JUAN GONZALEZ: And as you mention, this is not just a regional catastrophe, but this fall a billion birds will migrate from, of course, North America through the Gulf of Mexico and the area, and the impact could then obviously spread for the bird population throughout the hemisphere.
TERRY TEMPEST WILLIAMS: That’s correct. And as we speak, as you say, a billion birds migrating through the Gulf of Mexico. The Mississippi Delta sees 70 percent of our waterfowl. You know, I think that’s the other untold story that touched me so deeply, was the beauty. It’s still there, against all odds. The Gulf is still there. And you fly over and see these beautiful islands, these islands beaded with birds, pelicans, skimmers — the feathered skimmers, not the boats — piping plovers, who are endangered. You know, we’d fly over and see, you know, these extraordinary manta rays, twenty-five-foot wing span, 3,000 pounds, looking like black angels on the turquoise water. It’s such an extraordinary landscape. I had no idea. And I think what’s interesting — and I do have faith in Obama’s commission, that’s saying, let’s look not at the protection of putting more levees, more canals, that cut up the system, the ecosystem, but let’s think about, really, restoration, even a full restoration project of the Mississippi Delta, the Mississippi River itself. And that’s where I see the hope.
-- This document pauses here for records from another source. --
//! SQLite database preview
//!
//! Opens a downloaded database read-only and reports the columns and first
//! rows of every table.

use std::path::Path;

use rusqlite::types::ValueRef;
use rusqlite::{Connection, OpenFlags};
use serde_json::Value;

use super::types::{DatabasePreview, TablePreview};

/// Rows reported per table
pub const PREVIEW_ROWS: usize = 10;

pub(super) fn preview_database(path: &Path) -> Result<DatabasePreview, rusqlite::Error> {
    let conn = Connection::open_with_flags(
        path,
        OpenFlags::SQLITE_OPEN_READ_ONLY | OpenFlags::SQLITE_OPEN_NO_MUTEX,
    )?;

    let tables: Vec<String> = conn
        .prepare("SELECT name FROM sqlite_master WHERE type = 'table' ORDER BY name")?
        .query_map([], |row| row.get(0))?
        .collect::<Result<_, _>>()?;

    let mut preview = DatabasePreview::new();
    for table in tables {
        let quoted = quote_identifier(&table);

        let columns: Vec<String> = conn
            .prepare(&format!("PRAGMA table_info({})", quoted))?
            .query_map([], |row| row.get(1))?
            .collect::<Result<_, _>>()?;

        let mut stmt = conn.prepare(&format!("SELECT * FROM {} LIMIT {}", quoted, PREVIEW_ROWS))?;
        let width = stmt.column_count();
        let rows: Vec<Vec<Value>> = stmt
            .query_map([], |row| {
                (0..width)
                    .map(|i| row.get_ref(i).map(to_json))
                    .collect::<Result<Vec<_>, _>>()
            })?
            .collect::<Result<_, _>>()?;

        preview.insert(table, TablePreview { columns, rows });
    }

    Ok(preview)
}

/// Double-quote an identifier, doubling embedded quotes
fn quote_identifier(name: &str) -> String {
    format!("\"{}\"", name.replace('"', "\"\""))
}

fn to_json(value: ValueRef<'_>) -> Value {
    match value {
        ValueRef::Null => Value::Null,
        ValueRef::Integer(i) => Value::from(i),
        ValueRef::Real(f) => serde_json::Number::from_f64(f)
            .map(Value::Number)
            .unwrap_or(Value::Null),
        ValueRef::Text(text) => Value::String(String::from_utf8_lossy(text).into_owned()),
        ValueRef::Blob(blob) => Value::String(format!("<{} byte blob>", blob.len())),
    }
}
AMY GOODMAN: Terry Tempest Williams, we want to thank you very much for being with us, writer, environmentalist. Her books include Finding Beauty in a Broken World and The Open Space of Democracy. Her latest piece was just published in Orion magazine on the six-month anniversary of the Gulf oil spill. It’s called “The Gulf Between Us.” She was speaking to us from Salt Lake City, Utah.